Trying to decide if we should keep our rental when the lease is up this summer, or continue to rent.  I like the diversification it has added to our portfolio, but that's only worth so much. (I won't try to quantify that unless it is a close decision.)

We have 8 years left on an 18 year loan, which was a refinance.  Have owned it since 2004 and was our residence until 2010.  I have to look at the tax rules to see how specific the cap gains exclusion is, but I think we don't qualify, even with the additional 10 years added for military to the 2/5.  (Is it based on the exact months you moved out, or just the fiscal year?  We left in May or June of 2010 and lease goes though July of '24.)

I'm having trouble figuring out how to run the numbers.  Could sell for roughly $900k today (and of course that could be more or less by July) and rent for maybe as much as $3900 today (+/-). 

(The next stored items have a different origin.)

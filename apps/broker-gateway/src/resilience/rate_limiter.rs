//! Token bucket rate limiter for outbound remote calls.
//!
//! The bucket holds at most `capacity` tokens and refills continuously at
//! `refill_per_second`. Refill is computed lazily from elapsed time on every
//! access, so there is no background timer and suspension does not cause
//! drift.
//!
//! # Example
//!
//! ```rust,ignore
//! use broker_gateway::resilience::{SystemClock, TokenBucketLimiter};
//!
//! let limiter = TokenBucketLimiter::new(10, 5.0, Arc::new(SystemClock));
//! limiter.acquire(1, Duration::from_secs(30)).await?;
//! ```

use std::sync::Arc;
use std::time::Duration;

use parking_lot::Mutex;
use thiserror::Error;
use tokio::time::Instant;

use super::clock::Clock;

/// Tolerance for floating point refill arithmetic.
const TOKEN_EPSILON: f64 = 1e-9;

/// Tokens could not be granted within the allowed wait.
#[derive(Debug, Clone, Copy, PartialEq, Eq, Error)]
#[error("{requested} rate token(s) not available within {timeout_ms}ms")]
pub struct RateLimitTimeout {
    /// Tokens requested.
    pub requested: u32,
    /// Wait budget in milliseconds.
    pub timeout_ms: u64,
}

#[derive(Debug)]
struct BucketState {
    tokens: f64,
    last_refill: Instant,
}

/// Thread-safe token bucket.
#[derive(Debug)]
pub struct TokenBucketLimiter {
    capacity: f64,
    refill_per_second: f64,
    state: Mutex<BucketState>,
    clock: Arc<dyn Clock>,
}

impl TokenBucketLimiter {
    /// Create a full bucket. A non-positive rate never refills.
    #[must_use]
    pub fn new(capacity: u32, refill_per_second: f64, clock: Arc<dyn Clock>) -> Self {
        let capacity = f64::from(capacity);
        Self {
            capacity,
            refill_per_second: refill_per_second.max(0.0),
            state: Mutex::new(BucketState {
                tokens: capacity,
                last_refill: clock.now(),
            }),
            clock,
        }
    }

    /// Bucket capacity.
    #[must_use]
    pub const fn capacity(&self) -> f64 {
        self.capacity
    }

    /// Tokens currently available after refill.
    #[must_use]
    pub fn available(&self) -> f64 {
        let mut state = self.state.lock();
        self.refill(&mut state);
        state.tokens
    }

    /// Take `tokens` if they are available right now.
    pub fn try_acquire(&self, tokens: u32) -> bool {
        self.take_or_wait(f64::from(tokens)).is_none()
    }

    /// Take `tokens`, waiting up to `timeout` for the bucket to refill.
    ///
    /// Requests larger than the capacity can never be satisfied and fail
    /// immediately. When the refill needed exceeds the remaining wait budget
    /// the call fails without sleeping.
    pub async fn acquire(&self, tokens: u32, timeout: Duration) -> Result<(), RateLimitTimeout> {
        let needed = f64::from(tokens);
        let timed_out = RateLimitTimeout {
            requested: tokens,
            timeout_ms: timeout.as_millis() as u64,
        };

        if needed > self.capacity + TOKEN_EPSILON {
            return Err(timed_out);
        }

        let deadline = self.clock.now() + timeout;

        loop {
            let Some(wait) = self.take_or_wait(needed) else {
                crate::observability::record_rate_limiter_tokens(self.available());
                return Ok(());
            };

            let now = self.clock.now();
            let remaining = deadline.saturating_duration_since(now);
            if wait > remaining {
                tracing::debug!(
                    requested = tokens,
                    wait_ms = wait.as_millis() as u64,
                    remaining_ms = remaining.as_millis() as u64,
                    "Rate token wait exceeds budget"
                );
                return Err(timed_out);
            }

            self.clock.sleep(wait).await;
        }
    }

    /// Debit `needed` tokens, or return the exact wait until they exist.
    fn take_or_wait(&self, needed: f64) -> Option<Duration> {
        let mut state = self.state.lock();
        self.refill(&mut state);

        if state.tokens + TOKEN_EPSILON >= needed {
            state.tokens = (state.tokens - needed).max(0.0);
            return None;
        }

        // Waits too long to represent can never fit a budget.
        let deficit = needed - state.tokens;
        Some(Duration::try_from_secs_f64(deficit / self.refill_per_second).unwrap_or(Duration::MAX))
    }

    fn refill(&self, state: &mut BucketState) {
        let now = self.clock.now();
        let elapsed = now.saturating_duration_since(state.last_refill);
        state.tokens =
            (state.tokens + elapsed.as_secs_f64() * self.refill_per_second).min(self.capacity);
        state.last_refill = now;
    }
}
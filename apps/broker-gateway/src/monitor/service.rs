//! Background risk monitor.
//!
//! Every cycle the monitor fetches open positions through the gateway,
//! prices each position carrying a [`StopRule`], and submits a protective
//! close when the rule fires. The close goes through the idempotent order
//! path with key `stop-{position}-{armed_at}-{attempt}`, so re-running a
//! cycle after a crash cannot close twice.

use std::collections::{BTreeMap, HashMap};
use std::sync::Arc;
use std::sync::atomic::{AtomicBool, Ordering};

use chrono::{DateTime, Utc};
use parking_lot::Mutex;
use rust_decimal::Decimal;
use serde::Serialize;
use thiserror::Error;
use tokio::task::JoinHandle;
use tokio_util::sync::CancellationToken;
use tracing::{debug, info, warn};

use super::alerts::{Alert, AlertCategory, AlertLog};
use super::stop_rule::StopRule;
use crate::config::MonitorSettings;
use crate::error::ErrorCode;
use crate::gateway::{Gateway, PlaceOrderRequest, Position, PositionSide};
use crate::ledger::{CLOSE_KEY_PREFIX, IdempotencyKey, IdempotencyStatus, Resolution, Severity};
use crate::observability::{record_monitor_cycle, update_monitored_positions};

/// Set while a monitor loop is running anywhere in the process.
static MONITOR_RUNNING: AtomicBool = AtomicBool::new(false);

/// Position key used for alerts that concern every position.
const ALL_POSITIONS: &str = "*";

/// Risk monitor errors.
#[derive(Debug, Error, PartialEq, Eq)]
pub enum MonitorError {
    /// Another monitor loop is already running in this process.
    #[error("a risk monitor is already running")]
    AlreadyRunning,

    /// Rule parameters are invalid.
    #[error("invalid stop rule for {position_key}: {reason}")]
    InvalidRule {
        /// Position the rule was meant for.
        position_key: String,
        /// What is wrong.
        reason: String,
    },
}

// ============================================================================
// Rule state
// ============================================================================

#[derive(Debug, Clone)]
struct RuleState {
    rule: StopRule,
    side: Option<PositionSide>,
    last_price: Option<Decimal>,
    last_checked: Option<DateTime<Utc>>,
    triggered: bool,
    close_attempt: u32,
}

impl RuleState {
    const fn new(rule: StopRule) -> Self {
        Self {
            rule,
            side: None,
            last_price: None,
            last_checked: None,
            triggered: false,
            close_attempt: 0,
        }
    }
}

/// One monitored rule, for operator display.
#[derive(Debug, Clone, PartialEq, Eq, Serialize)]
pub struct MonitoredPosition {
    /// Position key.
    pub position_key: String,
    /// `FIXED` or `TRAILING`.
    pub kind: &'static str,
    /// Side seen on the last cycle.
    pub side: Option<PositionSide>,
    /// Last evaluated price.
    pub last_price: Option<Decimal>,
    /// Trailing water mark.
    pub water_mark: Option<Decimal>,
    /// Current stop level.
    pub stop_level: Option<Decimal>,
    /// Whether a close has been placed.
    pub triggered: bool,
    /// Arming time (unix seconds).
    pub armed_at: i64,
    /// Close attempts that definitively failed.
    pub close_attempt: u32,
    /// Last evaluation time.
    pub last_checked: Option<DateTime<Utc>>,
}

/// What one cycle did.
#[derive(Debug, Clone, Copy, Default, PartialEq, Eq)]
pub struct CycleReport {
    /// Rules evaluated against a fresh price.
    pub evaluated: usize,
    /// Rules that fired.
    pub triggered: usize,
    /// Protective closes confirmed.
    pub closed: usize,
    /// Rules removed because the position is gone.
    pub removed: usize,
    /// Price or position fetch failures.
    pub fetch_failures: usize,
}

enum CloseOutcome {
    Placed(Option<String>),
    /// The order definitively did not happen under this key.
    Failed(String),
    /// Rejected before anything was recorded (rate limit, open circuit).
    NotSent(String),
    /// The remote may or may not have it.
    Unresolved(String),
}

struct Worker {
    token: CancellationToken,
    handle: JoinHandle<()>,
}

/// Clears [`MONITOR_RUNNING`] when the loop future is dropped.
struct RunningGuard;

impl Drop for RunningGuard {
    fn drop(&mut self) {
        MONITOR_RUNNING.store(false, Ordering::SeqCst);
    }
}

// ============================================================================
// RiskMonitor
// ============================================================================

/// Periodic stop-loss evaluation over gateway positions.
pub struct RiskMonitor {
    gateway: Arc<Gateway>,
    settings: MonitorSettings,
    rules: Mutex<BTreeMap<String, RuleState>>,
    alerts: AlertLog,
    worker: Mutex<Option<Worker>>,
}

impl std::fmt::Debug for RiskMonitor {
    fn fmt(&self, f: &mut std::fmt::Formatter<'_>) -> std::fmt::Result {
        f.debug_struct("RiskMonitor")
            .field("rules", &self.rules.lock().len())
            .field("alerts", &self.alerts.len())
            .field("running", &self.is_running())
            .finish_non_exhaustive()
    }
}
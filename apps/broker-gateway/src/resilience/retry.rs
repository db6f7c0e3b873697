//! Retry policy with exponential backoff and failure classification.
//!
//! # Classification
//!
//! | Transient (retried) | Permanent (surfaced immediately) |
//! |---------------------|----------------------------------|
//! | HTTP 408, 429, 5xx | Other HTTP 4xx |
//! | Timeouts, connection reset/refused, DNS | Invalid session, unauthorized, forbidden |
//! | "service unavailable", "bad gateway", ... | Invalid API key or credentials |
//! | Unrecognised errors | Session expired, not connected |
//!
//! # Backoff
//!
//! The delay before retry `n` (0-based) is `base * 2^n + jitter`, where the
//! jitter is drawn uniformly from `[0, base]`, capped at `max_delay`.

use std::time::Duration;

use rand::Rng;
use serde::{Deserialize, Serialize};

/// Whether a failure is worth retrying.
#[derive(Debug, Clone, Copy, PartialEq, Eq, Serialize, Deserialize)]
#[serde(rename_all = "SCREAMING_SNAKE_CASE")]
pub enum FailureClass {
    /// Retrying may succeed.
    Transient,
    /// Retrying will fail the same way.
    Permanent,
}

impl std::fmt::Display for FailureClass {
    fn fmt(&self, f: &mut std::fmt::Formatter<'_>) -> std::fmt::Result {
        match self {
            Self::Transient => write!(f, "TRANSIENT"),
            Self::Permanent => write!(f, "PERMANENT"),
        }
    }
}

/// HTTP status codes outside 5xx that are transient.
const TRANSIENT_STATUS_CODES: &[u16] = &[
    408, // Request Timeout
    429, // Too Many Requests
];

/// Message fragments that mark a failure as permanent. Checked first.
const PERMANENT_PATTERNS: &[&str] = &[
    "invalid session",
    "session expired",
    "unauthorized",
    "invalid api key",
    "forbidden",
    "not connected",
    "authentication failed",
    "invalid credentials",
];

/// Message fragments that mark a failure as transient.
const TRANSIENT_PATTERNS: &[&str] = &[
    "service unavailable",
    "gateway timeout",
    "bad gateway",
    "too many requests",
    "rate limit",
    "connection reset",
    "connection refused",
    "read timed out",
    "temporary failure",
    "network error",
    "timeout",
    "dns",
    "broken pipe",
    "503",
    "502",
    "504",
    "429",
];

/// Classify an HTTP status code. 2xx/3xx codes are not failures and are
/// reported as transient only if a caller asks.
#[must_use]
pub fn classify_status(status: u16) -> FailureClass {
    if (500..600).contains(&status) || TRANSIENT_STATUS_CODES.contains(&status) {
        return FailureClass::Transient;
    }
    if (400..500).contains(&status) {
        return FailureClass::Permanent;
    }
    FailureClass::Transient
}

/// Classify a failure from its message text.
///
/// Unknown messages are treated as transient.
#[must_use]
pub fn classify_message(message: &str) -> FailureClass {
    let lower = message.to_lowercase();

    if PERMANENT_PATTERNS.iter().any(|p| lower.contains(p)) {
        return FailureClass::Permanent;
    }
    if TRANSIENT_PATTERNS.iter().any(|p| lower.contains(p)) {
        return FailureClass::Transient;
    }

    FailureClass::Transient
}

/// Retry policy configuration.
#[derive(Debug, Clone, Serialize, Deserialize)]
pub struct RetryPolicy {
    /// Total attempts including the first (minimum 1).
    pub max_attempts: u32,
    /// Base backoff delay.
    pub base_delay: Duration,
    /// Maximum backoff delay.
    pub max_delay: Duration,
    /// Whether to add `[0, base]` random jitter.
    pub jitter: bool,
}

impl Default for RetryPolicy {
    fn default() -> Self {
        Self {
            max_attempts: 3,
            base_delay: Duration::from_millis(500),
            max_delay: Duration::from_secs(30),
            jitter: true,
        }
    }
}

impl RetryPolicy {
    /// Policy that never retries.
    #[must_use]
    pub const fn no_retry() -> Self {
        Self {
            max_attempts: 1,
            base_delay: Duration::ZERO,
            max_delay: Duration::ZERO,
            jitter: false,
        }
    }

    /// Whether another attempt should follow failed attempt `attempt` (1-based).
    #[must_use]
    pub fn should_retry(&self, class: FailureClass, attempt: u32) -> bool {
        class == FailureClass::Transient && attempt < self.max_attempts.max(1)
    }

    /// Delay before retry number `retry` (0-based).
    #[must_use]
    pub fn backoff(&self, retry: u32) -> Duration {
        let base_ms = self.base_delay.as_millis() as u64;
        let exponential = base_ms.saturating_mul(1_u64 << retry.min(32));

        let jitter = if self.jitter && base_ms > 0 {
            rand::rng().random_range(0..=base_ms)
        } else {
            0
        };

        let max_ms = self.max_delay.as_millis() as u64;
        Duration::from_millis(exponential.saturating_add(jitter).min(max_ms))
    }
}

If I base the numbers on what we owe, this is the deal of a century.  But that ignore the opportunity cost of the hundreds of thousands of dollars in equity.  I feel like I should be able to figure this out, but my brain keeps stumbling.  I looked at the pinned google sheet, but didn't see how to apply that to an existing property and calculate for the opportunity costs on the equity.

If the question is "would you buy today with a $900k price and $3900 in rent" the answer is a firm no. But I'm not buying today (or at today's interests rates).  If I look at the amount we owe (very, very roughly $150k at 5%) compared to the income, it's amazing.  But I think the reality is somewhere in the middle.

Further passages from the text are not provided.